═══ Data for this exercise
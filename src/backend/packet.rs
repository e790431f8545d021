//! Compressed packet exchange record

/// One compressed packet, as produced by encoders and consumed by decoders
#[derive(Debug, Clone, Default)]
pub struct Packet {
  /// Owned payload bytes
  pub data: Vec<u8>,
  /// Presentation timestamp in the owning context's time base
  pub pts: i64,
  /// Duration in the same time base, 0 when unknown
  pub duration: i64,
  /// Sync-point flag
  pub key: bool,
}

impl Packet {
  pub fn new(data: Vec<u8>, pts: i64) -> Self {
    Self {
      data,
      pts,
      ..Self::default()
    }
  }

  pub fn byte_length(&self) -> usize {
    self.data.len()
  }
}
//! Safe wrappers for backend codec operations
//!
//! This module pairs backend handles with the pool lease that produced
//! them, ensuring instances return to the pool when a context is dropped,
//! and provides the send-all/drain conveniences the codecs run on.

pub mod context;
pub mod graph;
pub mod scaler;

pub use context::{DecoderContext, EncoderContext};
pub use graph::AudioGraph;
pub use scaler::Scaler;

use crate::backend::{BackendError, Fraction, PixelFormat, SampleFormat};

/// Decoder configuration resolved from a WebCodecs config
#[derive(Debug, Clone)]
pub struct DecoderConfig {
  /// Backend codec name
  pub codec: String,
  /// Audio sample rate, 0 for video
  pub sample_rate: u32,
  /// Audio channel count, 0 for video
  pub channels: u32,
  /// Out-of-band side data (extradata)
  pub extradata: Option<Vec<u8>>,
  /// Coded size hint, 0 when unknown
  pub coded_width: u32,
  pub coded_height: u32,
  /// Favor low-delay output
  pub low_delay: bool,
}

/// Audio encoder configuration resolved from a WebCodecs config
#[derive(Debug, Clone)]
pub struct AudioEncoderSettings {
  pub codec: String,
  pub sample_rate: u32,
  pub channels: u32,
  pub bitrate: u64,
  /// Sample format the backend codec prefers on input
  pub sample_format: SampleFormat,
  /// Codec-private options
  pub options: Vec<(String, String)>,
}

/// Video encoder configuration resolved from a WebCodecs config
#[derive(Debug, Clone)]
pub struct VideoEncoderSettings {
  pub codec: String,
  pub width: u32,
  pub height: u32,
  pub pixel_format: PixelFormat,
  pub bitrate: u64,
  pub framerate: Option<f64>,
  pub sample_aspect: Option<Fraction>,
  pub options: Vec<(String, String)>,
}

/// Codec wrapper error type
#[derive(Debug, thiserror::Error)]
pub enum CodecError {
  #[error("backend error: {0}")]
  Backend(#[from] BackendError),

  #[error("invalid configuration: {0}")]
  InvalidConfig(String),

  #[error("invalid state: {0}")]
  InvalidState(String),
}

pub type CodecResult<T> = Result<T, CodecError>;
use super::audio_decoder::{DequeueCallback, ErrorCallback};
use super::codec_string::parse_audio_codec_string;
use super::control::{flush_channel, CodecSignals, CodecState, ControlQueue, FlushHandle};
use super::error::{
  abort_error, encoding_error, invalid_state_error, not_supported_error, type_error, Result,
};
use super::{
  AudioData, AudioEncoderConfig, AudioEncoderSupport, EncodedAudioChunk, EncodedAudioChunkInit,
  EncodedAudioChunkType,
};

/// Decoder configuration attached to the first emitted chunk
#[derive(Debug, Clone)]
pub struct AudioDecoderConfigOutput {
  pub codec: String,
  pub sample_rate: u32,
  pub number_of_channels: u32,
  /// The encoder's out-of-band side data, once emitted
  pub description: Option<Vec<u8>>,
}

/// Metadata accompanying the first chunk of a configuration epoch
#[derive(Debug, Clone)]
pub struct EncodedAudioChunkMetadata {
  pub decoder_config: Option<AudioDecoderConfigOutput>,
}

/// Callback receiving encoded chunks; metadata accompanies the first one
pub type EncodedAudioChunkOutput =
  Box<dyn FnMut(EncodedAudioChunk, Option<EncodedAudioChunkMetadata>) + Send>;

/// AudioEncoder init record: the two required callbacks
pub struct AudioEncoderInit {
  pub output: EncodedAudioChunkOutput,
  pub error: ErrorCallback,
}

struct Shared {
  context: Option<EncoderContext>,
  graph: Option<AudioGraph>,
  library: Option<backend::LibraryLease>,
  /// Fixed filter output, settled when the encoder opens
  output_spec: Option<AudioStreamSpec>,
  /// Required encoder frame size in samples, 0 for unconstrained
  frame_size: u32,
  /// Monotonic output pts in output-sample-rate units
  pts_cursor: Option<i64>,
  header: Option<AudioDecoderConfigOutput>,
  metadata_sent: bool,
  output: EncodedAudioChunkOutput,
  error: ErrorCallback,
  dequeue: Option<DequeueCallback>,
  error_fired: bool,
  signals: Arc<CodecSignals>,
}

/// Seed the cursor from the first filtered frame, then overwrite every
/// frame's pts and advance by its sample count.
fn relabel(cursor: &mut Option<i64>, frame: &mut backend::Frame) {
  let cursor_value = cursor.get_or_insert(frame.pts);
  frame.pts = *cursor_value;
  *cursor_value += frame.nb_samples as i64;
}
//! AudioDecoder integration tests
//!
//! Drives the decoder state machine against the scripted backend.

mod common;

use std::sync::atomic::{AtomicU32, Ordering};
use std::sync::{Arc, Mutex};

use webcodecs_shim::{
  AudioDecoder, AudioDecoderConfig, AudioDecoderInit, CodecState, EncodedAudioChunk,
  EncodedAudioChunkInit, EncodedAudioChunkType, Error,
};

fn opus_config() -> AudioDecoderConfig {
  AudioDecoderConfig {
    codec: "opus".to_string(),
    sample_rate: 48_000,
    number_of_channels: 2,
    description: None,
  }
}

fn opus_chunk(timestamp: i64) -> EncodedAudioChunk {
  EncodedAudioChunk::new(EncodedAudioChunkInit {
    chunk_type: EncodedAudioChunkType::Key,
    timestamp,
    duration: Some(20_000),
    data: vec![0xF8, 0x01, 0x02, 0x03],
  })
}

#[test]
fn test_opus_single_packet() {
  let _session = common::install();

  let outputs = Arc::new(Mutex::new(Vec::new()));
  let errors = Arc::new(AtomicU32::new(0));
  let outputs_sink = outputs.clone();
  let errors_sink = errors.clone();

  let decoder = AudioDecoder::new(AudioDecoderInit {
    output: Box::new(move |data| {
      outputs_sink.lock().unwrap().push((
        data.sample_rate(),
        data.number_of_channels(),
        data.number_of_frames(),
        data.timestamp(),
      ));
    }),
    error: Box::new(move |_| {
      errors_sink.fetch_add(1, Ordering::SeqCst);
    }),
  });

  decoder.configure(&opus_config()).unwrap();
  decoder.decode(&opus_chunk(0)).unwrap();
  decoder.flush().unwrap().wait().unwrap();

  let outputs = outputs.lock().unwrap();
  assert_eq!(outputs.len(), 1);
  assert_eq!(outputs[0], (48_000.0, 2, 960, 0));
  assert_eq!(decoder.decode_queue_size(), 0);
  assert_eq!(errors.load(Ordering::SeqCst), 0);
}

#[test]
fn test_outputs_preserve_submission_order() {
  let _session = common::install();

  let timestamps = Arc::new(Mutex::new(Vec::new()));
  let timestamps_sink = timestamps.clone();
  let decoder = AudioDecoder::new(AudioDecoderInit {
    output: Box::new(move |data| timestamps_sink.lock().unwrap().push(data.timestamp())),
    error: Box::new(|err| panic!("unexpected error: {err}")),
  });

  decoder.configure(&opus_config()).unwrap();
  for i in 0..20 {
    decoder.decode(&opus_chunk(i * 20_000)).unwrap();
  }
  decoder.flush().unwrap().wait().unwrap();

  let timestamps = timestamps.lock().unwrap();
  let expected: Vec<i64> = (0..20).map(|i| i * 20_000).collect();
  assert_eq!(*timestamps, expected);
}

#[test]
fn test_unsupported_codec_closes_with_error() {
  let _session = common::install();

  let errors = Arc::new(Mutex::new(Vec::new()));
  let errors_sink = errors.clone();
  let decoder = AudioDecoder::new(AudioDecoderInit {
    output: Box::new(|_| panic!("no output expected")),
    error: Box::new(move |err| errors_sink.lock().unwrap().push(err)),
  });

  // mp3 is recognized but outside coverage: the failure is asynchronous
  let config = AudioDecoderConfig {
    codec: "mp3".to_string(),
    sample_rate: 44_100,
    number_of_channels: 2,
    description: None,
  };
  decoder.configure(&config).unwrap();
  // The failure arrives on the control queue; flush is rejected either
  // synchronously (already closed) or through the aborted handle
  if let Ok(handle) = decoder.flush() {
    assert!(handle.wait().is_err());
  }

  assert!(common::wait_until(|| decoder.state() == CodecState::Closed));
  assert!(common::wait_until(|| errors.lock().unwrap().len() == 1));
  let errors = errors.lock().unwrap();
  assert!(matches!(errors[0], Error::NotSupported(_)));
}

#[test]
fn test_unknown_codec_is_synchronous_type_error() {
  let _session = common::install();

  let decoder = AudioDecoder::new(AudioDecoderInit {
    output: Box::new(|_| {}),
    error: Box::new(|_| {}),
  });
  let config = AudioDecoderConfig {
    codec: "speex".to_string(),
    sample_rate: 16_000,
    number_of_channels: 1,
    description: None,
  };
  assert!(matches!(decoder.configure(&config), Err(Error::Type(_))));
  // A rejected configure leaves the state machine untouched
  assert_eq!(decoder.state(), CodecState::Unconfigured);
}

#[test]
fn test_is_config_supported() {
  let _session = common::install();

  assert!(AudioDecoder::is_config_supported(&opus_config())
    .unwrap()
    .supported);

  let mp3 = AudioDecoderConfig {
    codec: "mp3".to_string(),
    sample_rate: 44_100,
    number_of_channels: 2,
    description: None,
  };
  assert!(!AudioDecoder::is_config_supported(&mp3).unwrap().supported);

  let unknown = AudioDecoderConfig {
    codec: "speex".to_string(),
    sample_rate: 16_000,
    number_of_channels: 1,
    description: None,
  };
  assert!(AudioDecoder::is_config_supported(&unknown).is_err());
}

#[test]
fn test_description_reaches_backend() {
  let session = common::install();

  let decoder = AudioDecoder::new(AudioDecoderInit {
    output: Box::new(|_| {}),
    error: Box::new(|err| panic!("unexpected error: {err}")),
  });
  let config = AudioDecoderConfig {
    codec: "vorbis".to_string(),
    sample_rate: 44_100,
    number_of_channels: 2,
    description: Some(vec![2, 0, 0]),
  };
  decoder.configure(&config).unwrap();
  decoder.flush().unwrap().wait().unwrap();
  assert_eq!(common::count(&session.log, "open_decoder:libvorbis"), 1);
}
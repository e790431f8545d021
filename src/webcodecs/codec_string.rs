//! Codec string parser
//!
//! Maps WebCodecs codec identifiers (with their dot-separated
//! sub-parameters) onto backend codec names and initial context settings.
//! Unrecognized identifiers are a TypeError; recognized identifiers outside
//! the polyfill's coverage parse to `None` and surface as "not supported".

use crate::backend::{PixelFormat, SampleFormat};

use super::error::{type_error, Result};

/// Audio codec resolved from an identifier
#[derive(Debug, Clone, PartialEq, Eq)]
pub struct ParsedAudioCodec {
  /// Backend codec name
  pub backend: &'static str,
  /// Sample format the backend encoder wants on input
  pub sample_format: SampleFormat,
}

/// Video codec resolved from an identifier and its sub-parameters
#[derive(Debug, Clone, PartialEq, Eq)]
pub struct ParsedVideoCodec {
  /// Backend codec name
  pub backend: &'static str,
  pub profile: Option<u8>,
  pub level: Option<u8>,
  pub bit_depth: Option<u8>,
  /// Chroma subsampling (420, 422, 444)
  pub chroma_subsampling: Option<u16>,
}

impl ParsedVideoCodec {
  fn new(backend: &'static str) -> Self {
    Self {
      backend,
      profile: None,
      level: None,
      bit_depth: None,
      chroma_subsampling: None,
    }
  }

  /// Pixel format selected by the bit-depth/subsampling sub-parameters
  pub fn pixel_format(&self) -> PixelFormat {
    let chroma = self.chroma_subsampling.unwrap_or(420);
    match (self.bit_depth.unwrap_or(8), chroma) {
      (10, 422) => PixelFormat::Yuv422p10le,
      (10, 444) => PixelFormat::Yuv444p10le,
      (10, _) => PixelFormat::Yuv420p10le,
      (12, 422) => PixelFormat::Yuv422p12le,
      (12, 444) => PixelFormat::Yuv444p12le,
      (12, _) => PixelFormat::Yuv420p12le,
      (_, 422) => PixelFormat::Yuv422p,
      (_, 444) => PixelFormat::Yuv444p,
      _ => PixelFormat::Yuv420p,
    }
  }

  /// Codec-private options carrying profile and level to the backend
  pub fn options(&self) -> Vec<(String, String)> {
    let mut options = Vec::new();
    if let Some(profile) = self.profile {
      options.push(("profile".to_string(), profile.to_string()));
    }
    if let Some(level) = self.level {
      options.push(("level".to_string(), level.to_string()));
    }
    options
  }
}

/// Parse an audio codec identifier.
///
/// `Ok(None)` means recognized but outside coverage.
pub fn parse_audio_codec_string(codec: &str) -> Result<Option<ParsedAudioCodec>> {
  let lower = codec.to_ascii_lowercase();
  match lower.as_str() {
    "flac" => Ok(Some(ParsedAudioCodec {
      backend: "flac",
      sample_format: SampleFormat::S32,
    })),
    "opus" => Ok(Some(ParsedAudioCodec {
      backend: "libopus",
      sample_format: SampleFormat::Flt,
    })),
    "vorbis" => Ok(Some(ParsedAudioCodec {
      backend: "libvorbis",
      sample_format: SampleFormat::Fltp,
    })),
    // MPEG-family identifiers parse but are not covered
    "mp3" | "aac" | "alac" | "ac3" | "ac-3" => Ok(None),
    _ if lower.starts_with("mp4a") => Ok(None),
    _ if lower.starts_with("pcm-") => Ok(None),
    _ => Err(type_error(&format!("unknown audio codec: {}", codec))),
  }
}

/// Parse a video codec identifier with its sub-parameters.
///
/// `Ok(None)` means recognized but outside coverage.
pub fn parse_video_codec_string(codec: &str) -> Result<Option<ParsedVideoCodec>> {
  let lower = codec.to_ascii_lowercase();

  if lower == "vp8" {
    return Ok(Some(ParsedVideoCodec::new("libvpx")));
  }
  if lower == "vp09" || lower.starts_with("vp09.") {
    return Ok(Some(parse_vp9(codec)));
  }
  if lower == "av01" || lower.starts_with("av01.") {
    return Ok(Some(parse_av1(codec)));
  }

  // MPEG-family identifiers parse but are not covered
  if lower.starts_with("avc1")
    || lower.starts_with("avc3")
    || lower.starts_with("hev1")
    || lower.starts_with("hvc1")
    || lower.starts_with("mp4v")
  {
    return Ok(None);
  }

  Err(type_error(&format!("unknown video codec: {}", codec)))
}

/// VP9: vp09.PP.LL.DD.CC…
/// - PP: profile (00-03)
/// - LL: level (10-62)
/// - DD: bit depth (08, 10, 12)
/// - CC: chroma subsampling (00=420, 01=422, 02=444, 03=440)
fn parse_vp9(codec: &str) -> ParsedVideoCodec {
  let parts: Vec<&str> = codec.split('.').collect();
  let mut parsed = ParsedVideoCodec::new("libvpx-vp9");

  if let Some(profile) = parts.get(1).and_then(|p| p.parse::<u8>().ok()) {
    parsed.profile = Some(profile);
  }
  if let Some(level) = parts.get(2).and_then(|p| p.parse::<u8>().ok()) {
    parsed.level = Some(level);
  }
  if let Some(depth) = parts.get(3).and_then(|p| p.parse::<u8>().ok()) {
    parsed.bit_depth = Some(depth);
  }
  match parts.get(4).copied() {
    Some("00") => parsed.chroma_subsampling = Some(420),
    Some("01") => parsed.chroma_subsampling = Some(422),
    Some("02") => parsed.chroma_subsampling = Some(444),
    Some("03") => parsed.chroma_subsampling = Some(440),
    _ => {}
  }

  parsed
}

/// AV1: av01.P.LLT.DD.M.CCC…
/// - P: profile (0=Main, 1=High, 2=Professional)
/// - LLT: level index plus tier letter ("04M")
/// - DD: bit depth (08, 10, 12)
/// - M: monochrome flag
/// - CCC: chroma subsampling (110=420, 100=422, 000=444)
fn parse_av1(codec: &str) -> ParsedVideoCodec {
  let parts: Vec<&str> = codec.split('.').collect();
  let mut parsed = ParsedVideoCodec::new("libaom-av1");

  if let Some(profile) = parts.get(1).and_then(|p| p.parse::<u8>().ok()) {
    parsed.profile = Some(profile);
  }
  if let Some(level_tier) = parts.get(2) {
    let digits: String = level_tier
      .chars()
      .take_while(|c| c.is_ascii_digit())
      .collect();
    if let Ok(level) = digits.parse::<u8>() {
      parsed.level = Some(level);
    }
  }
  if let Some(depth) = parts.get(3).and_then(|p| p.parse::<u8>().ok()) {
    parsed.bit_depth = Some(depth);
  }
  match parts.get(5).copied() {
    Some("110") => parsed.chroma_subsampling = Some(420),
    Some("100") => parsed.chroma_subsampling = Some(422),
    Some("000") => parsed.chroma_subsampling = Some(444),
    _ => {}
  }

  parsed
}

#[cfg(test)]
mod tests {
  use super::*;

  #[test]
  fn test_parse_audio_table() {
    let flac = parse_audio_codec_string("flac").unwrap().unwrap();
    assert_eq!(flac.backend, "flac");
    assert_eq!(flac.sample_format, SampleFormat::S32);

    let opus = parse_audio_codec_string("opus").unwrap().unwrap();
    assert_eq!(opus.backend, "libopus");
    assert_eq!(opus.sample_format, SampleFormat::Flt);

    let vorbis = parse_audio_codec_string("vorbis").unwrap().unwrap();
    assert_eq!(vorbis.backend, "libvorbis");
    assert_eq!(vorbis.sample_format, SampleFormat::Fltp);
  }

  #[test]
  fn test_audio_mpeg_family_not_supported() {
    assert!(parse_audio_codec_string("mp3").unwrap().is_none());
    assert!(parse_audio_codec_string("mp4a.40.2").unwrap().is_none());
  }

  #[test]
  fn test_audio_unknown_is_type_error() {
    assert!(parse_audio_codec_string("speex").is_err());
  }

  #[test]
  fn test_parse_vp8() {
    let parsed = parse_video_codec_string("vp8").unwrap().unwrap();
    assert_eq!(parsed.backend, "libvpx");
    assert_eq!(parsed.pixel_format(), PixelFormat::Yuv420p);
  }

  #[test]
  fn test_parse_vp9_full() {
    let parsed = parse_video_codec_string("vp09.00.10.08.00")
      .unwrap()
      .unwrap();
    assert_eq!(parsed.backend, "libvpx-vp9");
    assert_eq!(parsed.profile, Some(0));
    assert_eq!(parsed.level, Some(10));
    assert_eq!(parsed.bit_depth, Some(8));
    assert_eq!(parsed.chroma_subsampling, Some(420));
    assert_eq!(parsed.pixel_format(), PixelFormat::Yuv420p);
  }

  #[test]
  fn test_parse_vp9_ten_bit() {
    let parsed = parse_video_codec_string("vp09.02.10.10.01")
      .unwrap()
      .unwrap();
    assert_eq!(parsed.pixel_format(), PixelFormat::Yuv422p10le);
  }

  #[test]
  fn test_parse_av1_full() {
    let parsed = parse_video_codec_string("av01.0.04M.10.0.110")
      .unwrap()
      .unwrap();
    assert_eq!(parsed.backend, "libaom-av1");
    assert_eq!(parsed.profile, Some(0));
    assert_eq!(parsed.level, Some(4));
    assert_eq!(parsed.bit_depth, Some(10));
    assert_eq!(parsed.chroma_subsampling, Some(420));
    assert_eq!(parsed.pixel_format(), PixelFormat::Yuv420p10le);
  }

  #[test]
  fn test_parse_bare_identifiers() {
    let vp9 = parse_video_codec_string("vp09").unwrap().unwrap();
    assert_eq!(vp9.backend, "libvpx-vp9");
    assert_eq!(vp9.pixel_format(), PixelFormat::Yuv420p);

    let av1 = parse_video_codec_string("av01").unwrap().unwrap();
    assert_eq!(av1.backend, "libaom-av1");
    assert!(av1.options().is_empty());
  }

  #[test]
  fn test_video_mpeg_family_not_supported() {
    assert!(parse_video_codec_string("avc1.42001f").unwrap().is_none());
    assert!(parse_video_codec_string("hev1.1.6.L120.B0").unwrap().is_none());
  }

  #[test]
  fn test_video_unknown_is_type_error() {
    assert!(parse_video_codec_string("theora").is_err());
  }
}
══════
■ What the task asks ■
Among the lines of the listing above, which ones contain the word "move"? Show them.

■ Task result ■
    output: Box::new(move |data| {
    error: Box::new(move |_| {
    output: Box::new(move |data| timestamps_sink.lock().unwrap().push(data.timestamp())),
    error: Box::new(move |err| errors_sink.lock().unwrap().push(err)),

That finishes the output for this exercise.